Elmhurst, ILL. 60126-2806 (they are about 15 miles west of Chicago)

Phone: 630-782-1800 or via FAX at: 630-782-1802 (Monday through Friday, 9AM—4PM, CT)

AlanSmithee on May 5, 2004 at 2:23 pm

Had 2 smaller auditoriums added in the late 90s, and the main theatre’s projection system was converted to a platter system after being the last carbon-arc changeover booth in the area. The main theatre is very nice though it has a bad acoustics problem that needs to be fixed!

William on April 14, 2004 at 8:35 am

The Crest Theatre does not have a balcony. The rear of the auditorium features stadium-type seating and the standard main floor seating arrangement.

Crazy Bob Madara
Crazy Bob Madara on April 13, 2004 at 6:54 pm

I visited the Crest projection booth in January, 1973. Don Dingler, with whom I worked in Atlantic City and Trenton, NJ, was the projectionist. I remember a pair of Strong carbon arc lamps.I think that feature was Disney’s “Greatest Athlete”. The theatre was beautiful and had a nice balcony. The street out front was converted into a pedestrian mall.
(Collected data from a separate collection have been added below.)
// Edge Engine — Sync Queue Manager
//
// Persisted, priority-ordered list of mutations waiting for the remote sync
// collaborator.
//
// Ordering: ascending (priority, seq). `seq` is the insertion number, so
// equal-priority operations keep their creation order across retries.
//
// Failure policy:
//   • An operation leaves the queue only on acknowledgment or cancel().
//   • Each failure demotes it by one priority step, saturating at
//     `priority_ceiling`. Priorities never decrease while queued.
//   • With `dead_letter_after = Some(n)`, the n-th failure moves it to the
//     persisted dead-letter list. It is never deleted; requeue_dead_letter()
//     puts it back. Disabled by default.
//
// Concurrency: `state` guards the in-memory lists and is held only for
// short, non-awaiting sections. `drain_lock` serializes drain passes so
// two passes never send the same batch. Enqueues proceed during a drain.

use crate::atoms::traits::EdgeBackend;
use crate::atoms::types::{DrainReport, SyncOperation, SyncOperationDraft};
use crate::engine::config::SyncConfig;
use crate::engine::connectivity::ConnectivityMonitor;
use crate::engine::http::bounded;
use crate::engine::store::EdgeStore;
use log::{debug, error, info, warn};
use parking_lot::Mutex;
use std::collections::HashSet;
use std::sync::atomic::{AtomicU64, Ordering};
use std::sync::Arc;
use std::time::Duration;

struct QueueState {
    ops: Vec<SyncOperation>,
    dead: Vec<SyncOperation>,
    next_seq: u64,
    /// Last persist failed; the next write must rewrite everything.
    dirty: bool,
}

impl QueueState {
    fn sort(&mut self) {
        self.ops.sort_by_key(|op| (op.priority, op.seq));
    }
}

pub struct SyncQueue {
    store: Arc<EdgeStore>,
    backend: Arc<dyn EdgeBackend>,
    connectivity: Arc<ConnectivityMonitor>,
    device_id: String,
    config: SyncConfig,
    request_timeout: Duration,
    state: Mutex<QueueState>,
    drain_lock: tokio::sync::Mutex<()>,
    drain_passes: AtomicU64,
}

impl SyncQueue {
    /// Build the queue and reload whatever a previous run persisted.
    pub fn new(
        store: Arc<EdgeStore>,
        backend: Arc<dyn EdgeBackend>,
        connectivity: Arc<ConnectivityMonitor>,
        device_id: String,
        config: SyncConfig,
        request_timeout: Duration,
    ) -> Self {
        let ops = store.load_queue().unwrap_or_else(|e| {
            warn!("[sync] Could not reload persisted queue, starting empty: {}", e);
            Vec::new()
        });
        let dead = store.load_dead_letters().unwrap_or_else(|e| {
            warn!("[sync] Could not reload dead letters: {}", e);
            Vec::new()
        });
        let next_seq = ops.iter().chain(dead.iter()).map(|op| op.seq + 1).max().unwrap_or(0);
        if !ops.is_empty() {
            info!("[sync] Restored {} queued operation(s)", ops.len());
        }

        let mut state = QueueState { ops, dead, next_seq, dirty: false };
        state.sort();

        SyncQueue {
            store,
            backend,
            connectivity,
            device_id,
            config,
            request_timeout,
            state: Mutex::new(state),
            drain_lock: tokio::sync::Mutex::new(()),
            drain_passes: AtomicU64::new(0),
        }
    }

    /// Queue a mutation. It is persisted before this returns; if online, one
    /// drain pass runs before returning. Returns the operation id.
    pub async fn enqueue(&self, draft: SyncOperationDraft) -> String {
        let id = {
            let mut state = self.state.lock();
            let priority = draft.priority.unwrap_or(self.config.default_priority);
            let op = SyncOperation {
                id: uuid::Uuid::new_v4().to_string(),
                kind: draft.kind,
                entity_type: draft.entity_type,
                entity_id: draft.entity_id,
                payload: draft.payload,
                priority,
                original_priority: priority,
                depends_on: draft.depends_on,
                conflict_strategy: draft.conflict_strategy,
                seq: state.next_seq,
                created_at: chrono::Utc::now(),
                attempts: 0,
                last_error: None,
            };
            state.next_seq += 1;
            let id = op.id.clone();
            debug!(
                "[sync] Enqueued {} {:?} {} (priority {})",
                id, op.kind, op.entity_type, op.priority
            );
            state.ops.push(op);
            state.sort();
            self.persist(&mut state, false);
            id
        };

        if self.connectivity.is_online() {
            self.drain().await;
        }
        id
    }

    /// Process one bounded batch against the remote collaborator. No-op when
    /// offline. Never fails; per-item outcomes are in the report.
    pub async fn drain(&self) -> DrainReport {
        if !self.connectivity.is_online() {
            debug!("[sync] Drain skipped: offline");
            return DrainReport::default();
        }
        let _guard = self.drain_lock.lock().await;
        if !self.connectivity.is_online() {
            return DrainReport::default();
        }
        self.drain_passes.fetch_add(1, Ordering::Relaxed);

        // Operations waiting on a parent that is still queued or dead-lettered
        // are skipped before the batch is cut, so they never crowd it out.
        let (batch, blocked) = {
            let mut state = self.state.lock();
            state.sort();
            let unresolved: HashSet<&str> =
                state.ops.iter().chain(state.dead.iter()).map(|op| op.id.as_str()).collect();
            let (ready, blocked): (Vec<&SyncOperation>, Vec<&SyncOperation>) = state
                .ops
                .iter()
                .partition(|op| op.depends_on.as_deref().map_or(true, |dep| !unresolved.contains(dep)));
            let batch: Vec<SyncOperation> =
                ready.into_iter().take(self.config.batch_size).cloned().collect();
            (batch, blocked.len())
        };

        let mut report = DrainReport { deferred: blocked, ..DrainReport::default() };
        if batch.is_empty() {
            if blocked > 0 {
                debug!("[sync] {} operations waiting on unresolved parents", blocked);
            }
            return report;
        }

        let mut acked: HashSet<String> = HashSet::new();
        let mut failures: Vec<(String, String)> = Vec::new();

        for op in &batch {
            if !self.connectivity.is_online() {
                debug!("[sync] Went offline mid-drain; leaving the rest of the batch queued");
                break;
            }

            report.attempted += 1;
            let result = bounded(
                "sync submit",
                self.request_timeout,
                self.backend.submit_operation(&self.device_id, op),
            )
            .await;

            match result {
                Ok(()) => {
                    acked.insert(op.id.clone());
                    report.succeeded += 1;
                }
                Err(e) if e.is_transient() => {
                    warn!("[sync] {} {} failed, will retry: {}", op.entity_type, op.id, e);
                    failures.push((op.id.clone(), e.to_string()));
                    report.failed += 1;
                }
                Err(e) => {
                    error!("[sync] {} {} rejected: {}", op.entity_type, op.id, e);
                    failures.push((op.id.clone(), e.to_string()));
                    report.failed += 1;
                }
            }
        }

        report.dead_lettered = self.apply_outcomes(&acked, failures);

        if report.attempted > 0 {
            info!(
                "[sync] Drain: {} sent, {} ok, {} failed, {} deferred, {} dead-lettered, {} remaining",
                report.attempted,
                report.succeeded,
                report.failed,
                report.deferred,
                report.dead_lettered,
                self.len()
            );
        }
        report
    }

    /// Remove acknowledged ops, demote failed ones, persist once.
    /// Returns the number moved to dead letters.
    fn apply_outcomes(&self, acked: &HashSet<String>, failures: Vec<(String, String)>) -> usize {
        if acked.is_empty() && failures.is_empty() {
            return 0;
        }
        let mut state = self.state.lock();
        state.ops.retain(|op| !acked.contains(&op.id));

        let mut dead_lettered = 0;
        for (id, error) in failures {
            // Cancelled while the request was in flight.
            let Some(pos) = state.ops.iter().position(|op| op.id == id) else {
                continue;
            };
            let mut op = state.ops.remove(pos);
            op.attempts += 1;
            op.priority = op.priority.saturating_add(1).min(self.config.priority_ceiling.max(op.priority));
            op.last_error = Some(error);

            if self.config.dead_letter_after.is_some_and(|limit| op.attempts >= limit) {
                warn!(
                    "[sync] {} moved to dead letters after {} attempts",
                    op.id, op.attempts
                );
                state.dead.push(op);
                dead_lettered += 1;
            } else {
                state.ops.push(op);
            }
        }
        state.sort();
        self.persist(&mut state, dead_lettered > 0);
        dead_lettered
    }

    /// Persist the live queue (and dead letters when they changed). On
    /// failure the queue keeps working in memory and the next call retries.
    fn persist(&self, state: &mut QueueState, dead_changed: bool) {
        let queue_result = self.store.save_queue(&state.ops);
        let dead_result = if dead_changed || state.dirty {
            self.store.save_dead_letters(&state.dead)
        } else {
            Ok(())
        };
        match queue_result.and(dead_result) {
            Ok(()) => state.dirty = false,
            Err(e) => {
                warn!("[sync] Persisting queue failed, continuing in memory: {}", e);
                state.dirty = true;
            }
        }
    }

    /// Retry a failed persist, if any. Called from the periodic tick.
    pub fn persist_if_dirty(&self) {
        let mut state = self.state.lock();
        if state.dirty {
            self.persist(&mut state, true);
        }
    }

    /// Remove a queued (or dead-lettered) operation. Returns false if unknown.
    pub fn cancel(&self, id: &str) -> bool {
        let mut state = self.state.lock();
        let before = (state.ops.len(), state.dead.len());
        state.ops.retain(|op| op.id != id);
        state.dead.retain(|op| op.id != id);
        let dead_changed = state.dead.len() != before.1;
        let removed = state.ops.len() != before.0 || dead_changed;
        if removed {
            info!("[sync] Cancelled {}", id);
            self.persist(&mut state, dead_changed);
        }
        removed
    }

    /// Move a dead letter back into the live queue at its original priority.
    pub fn requeue_dead_letter(&self, id: &str) -> bool {
        let mut state = self.state.lock();
        let Some(pos) = state.dead.iter().position(|op| op.id == id) else {
            return false;
        };
        let mut op = state.dead.remove(pos);
        op.priority = op.original_priority;
        op.attempts = 0;
        info!("[sync] Requeued dead letter {}", op.id);
        state.ops.push(op);
        state.sort();
        self.persist(&mut state, true);
        true
    }

    /// Snapshot of the live queue in drain order.
    pub fn pending(&self) -> Vec<SyncOperation> {
        self.state.lock().ops.clone()
    }

    /// First `n` operations in drain order.
    pub fn head(&self, n: usize) -> Vec<SyncOperation> {
        self.state.lock().ops.iter().take(n).cloned().collect()
    }

    pub fn dead_letters(&self) -> Vec<SyncOperation> {
        self.state.lock().dead.clone()
    }

    pub fn len(&self) -> usize {
        self.state.lock().ops.len()
    }

    pub fn is_empty(&self) -> bool {
        self.len() == 0
    }

    pub fn dead_letter_count(&self) -> usize {
        self.state.lock().dead.len()
    }

    pub fn drain_passes(&self) -> u64 {
        self.drain_passes.load(Ordering::Relaxed)
    }
}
William on December 17, 2003 at 9:38 am

The Crest Theatre opened during the month of July, 1949. It was designed to stand out among the stores on either side, the front of the theatrehas a perpendicular sign tower spelling out its name. The floor approach is in colored terrazzo, while the marquee soffit is illuminated with neon tubes and spotlights. Concealed lighting of lesser intensity leads the patron without eye strain through the lobby and foyer into the auditorium. A specially designed rich carpeting has been used in all of these areas to deaden the footsteps of patrons. In addition to the customary lounges, washrooms, and offices, dressing rooms for ushers and usherettes have been included in the plan of the first floor. A “crying room” is located on the second floor. The ceiling of the “stadium-type” auditorium features cast gypsum ornamentation of broad design concealing elaborate neon lighting units and air conditioning diffusers. Staff work, covered with gold leaf and glazed in warm transparent colors, adorns the side walls, which have been finished in ivory, gold and pastel colors. Excellent acoustics have been achieved through the use of Limpet plaster, while perfect sight lines have been gained by a fan-like arrangement of the seats. All stage draperies are lighted from a cove situated directly above the front of the narrow stage platform. The Crest Theatre was operated by Fox West Coast Theatres and was designed by the firm Cantin and Cantin of San Francisco. Which designed other theatres like the Coronet (1949-San Francisco), the Burbank & Studio (1949-San Jose), Senator (1926-Oakland). When the Crest Theatre opened it seated 1217 people.